* [DATA SECTION]
# # #

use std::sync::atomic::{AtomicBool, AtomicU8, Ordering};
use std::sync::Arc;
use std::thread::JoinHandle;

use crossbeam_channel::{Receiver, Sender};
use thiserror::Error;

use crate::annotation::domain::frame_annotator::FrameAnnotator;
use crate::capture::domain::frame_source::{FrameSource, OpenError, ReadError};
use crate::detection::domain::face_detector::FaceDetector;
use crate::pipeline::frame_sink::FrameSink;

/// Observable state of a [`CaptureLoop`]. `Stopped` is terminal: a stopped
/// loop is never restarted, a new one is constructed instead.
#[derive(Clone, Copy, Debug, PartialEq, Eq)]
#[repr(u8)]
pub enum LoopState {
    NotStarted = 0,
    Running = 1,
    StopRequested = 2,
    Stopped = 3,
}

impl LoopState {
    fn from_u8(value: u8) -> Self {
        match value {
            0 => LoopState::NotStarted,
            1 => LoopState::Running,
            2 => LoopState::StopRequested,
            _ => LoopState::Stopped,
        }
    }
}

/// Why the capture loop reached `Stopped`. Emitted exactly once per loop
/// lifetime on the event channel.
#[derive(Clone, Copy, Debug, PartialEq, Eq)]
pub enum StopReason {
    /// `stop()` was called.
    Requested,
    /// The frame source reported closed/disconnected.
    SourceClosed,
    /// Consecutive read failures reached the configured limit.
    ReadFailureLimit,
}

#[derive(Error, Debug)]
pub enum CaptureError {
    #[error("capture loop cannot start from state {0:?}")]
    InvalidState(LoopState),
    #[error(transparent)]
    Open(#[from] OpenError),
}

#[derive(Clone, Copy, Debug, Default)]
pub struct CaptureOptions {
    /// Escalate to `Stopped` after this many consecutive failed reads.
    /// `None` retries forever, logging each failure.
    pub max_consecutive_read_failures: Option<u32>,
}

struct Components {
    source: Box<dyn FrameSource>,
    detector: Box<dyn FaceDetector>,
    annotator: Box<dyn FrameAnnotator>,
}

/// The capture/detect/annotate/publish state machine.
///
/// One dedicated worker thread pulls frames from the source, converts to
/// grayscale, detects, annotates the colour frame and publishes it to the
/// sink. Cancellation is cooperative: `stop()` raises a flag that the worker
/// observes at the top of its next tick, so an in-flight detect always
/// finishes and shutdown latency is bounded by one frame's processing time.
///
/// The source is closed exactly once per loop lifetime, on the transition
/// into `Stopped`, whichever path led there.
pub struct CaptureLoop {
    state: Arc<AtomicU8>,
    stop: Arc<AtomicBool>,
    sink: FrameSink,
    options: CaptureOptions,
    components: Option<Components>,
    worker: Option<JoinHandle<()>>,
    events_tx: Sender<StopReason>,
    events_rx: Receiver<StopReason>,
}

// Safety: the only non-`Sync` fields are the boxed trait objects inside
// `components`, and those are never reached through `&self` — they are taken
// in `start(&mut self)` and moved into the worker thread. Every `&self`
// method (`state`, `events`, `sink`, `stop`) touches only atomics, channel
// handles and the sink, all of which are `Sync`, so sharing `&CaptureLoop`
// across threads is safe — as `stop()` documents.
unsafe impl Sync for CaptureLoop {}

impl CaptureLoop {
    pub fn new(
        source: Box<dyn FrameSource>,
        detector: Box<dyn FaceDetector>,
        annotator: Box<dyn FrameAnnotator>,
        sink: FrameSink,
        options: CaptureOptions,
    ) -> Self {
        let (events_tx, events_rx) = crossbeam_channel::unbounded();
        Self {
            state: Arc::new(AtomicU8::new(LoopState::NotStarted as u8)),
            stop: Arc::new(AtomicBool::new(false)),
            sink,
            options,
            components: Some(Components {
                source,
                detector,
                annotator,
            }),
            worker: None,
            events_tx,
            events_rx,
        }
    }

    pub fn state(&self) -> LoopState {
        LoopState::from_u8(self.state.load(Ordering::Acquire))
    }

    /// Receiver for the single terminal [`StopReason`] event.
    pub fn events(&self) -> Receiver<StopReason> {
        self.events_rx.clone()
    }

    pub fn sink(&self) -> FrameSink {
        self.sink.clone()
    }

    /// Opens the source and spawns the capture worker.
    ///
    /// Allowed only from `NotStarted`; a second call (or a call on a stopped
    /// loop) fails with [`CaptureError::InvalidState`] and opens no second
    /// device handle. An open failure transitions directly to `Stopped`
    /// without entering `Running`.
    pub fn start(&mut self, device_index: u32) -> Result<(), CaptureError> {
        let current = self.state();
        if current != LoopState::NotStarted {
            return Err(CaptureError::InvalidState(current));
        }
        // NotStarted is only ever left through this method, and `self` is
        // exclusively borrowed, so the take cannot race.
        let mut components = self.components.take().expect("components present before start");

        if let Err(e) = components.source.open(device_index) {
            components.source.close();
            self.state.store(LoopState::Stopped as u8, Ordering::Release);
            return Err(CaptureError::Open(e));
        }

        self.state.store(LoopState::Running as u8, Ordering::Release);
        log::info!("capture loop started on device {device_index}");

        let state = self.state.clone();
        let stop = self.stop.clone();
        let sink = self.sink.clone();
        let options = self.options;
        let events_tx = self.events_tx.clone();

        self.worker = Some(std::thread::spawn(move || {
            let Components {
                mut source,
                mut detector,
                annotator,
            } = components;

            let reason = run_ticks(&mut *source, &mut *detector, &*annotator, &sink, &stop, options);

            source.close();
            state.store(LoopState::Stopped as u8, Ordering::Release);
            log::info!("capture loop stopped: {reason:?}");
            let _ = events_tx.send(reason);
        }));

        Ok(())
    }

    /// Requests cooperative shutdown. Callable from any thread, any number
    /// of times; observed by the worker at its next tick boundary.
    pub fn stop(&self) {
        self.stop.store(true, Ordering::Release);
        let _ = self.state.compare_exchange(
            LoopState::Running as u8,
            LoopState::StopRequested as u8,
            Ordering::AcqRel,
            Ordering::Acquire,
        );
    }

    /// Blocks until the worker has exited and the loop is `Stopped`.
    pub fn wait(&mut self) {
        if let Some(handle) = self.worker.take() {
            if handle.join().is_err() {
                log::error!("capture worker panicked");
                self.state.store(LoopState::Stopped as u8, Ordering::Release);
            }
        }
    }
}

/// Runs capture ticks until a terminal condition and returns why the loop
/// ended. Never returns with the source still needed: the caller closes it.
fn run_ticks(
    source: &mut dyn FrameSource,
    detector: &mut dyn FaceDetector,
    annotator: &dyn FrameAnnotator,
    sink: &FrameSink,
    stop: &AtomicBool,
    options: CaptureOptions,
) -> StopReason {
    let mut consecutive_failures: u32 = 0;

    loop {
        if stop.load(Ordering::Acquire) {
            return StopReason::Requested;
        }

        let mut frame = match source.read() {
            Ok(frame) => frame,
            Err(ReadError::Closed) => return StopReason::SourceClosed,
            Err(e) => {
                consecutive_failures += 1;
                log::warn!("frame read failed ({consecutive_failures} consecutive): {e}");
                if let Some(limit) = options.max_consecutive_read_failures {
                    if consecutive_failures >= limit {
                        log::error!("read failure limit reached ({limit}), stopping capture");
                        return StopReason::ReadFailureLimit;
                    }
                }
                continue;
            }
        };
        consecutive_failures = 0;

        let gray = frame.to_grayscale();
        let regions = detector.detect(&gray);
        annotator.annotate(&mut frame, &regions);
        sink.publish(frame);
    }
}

# # #

* [ABOUT THIS EXERCISE]
Return all lines of the material above in which the word "AtomicBool" occurs.

* [COMPLETED TASK]
use std::sync::atomic::{AtomicBool, AtomicU8, Ordering};
    stop: Arc<AtomicBool>,
            stop: Arc::new(AtomicBool::new(false)),
    stop: &AtomicBool,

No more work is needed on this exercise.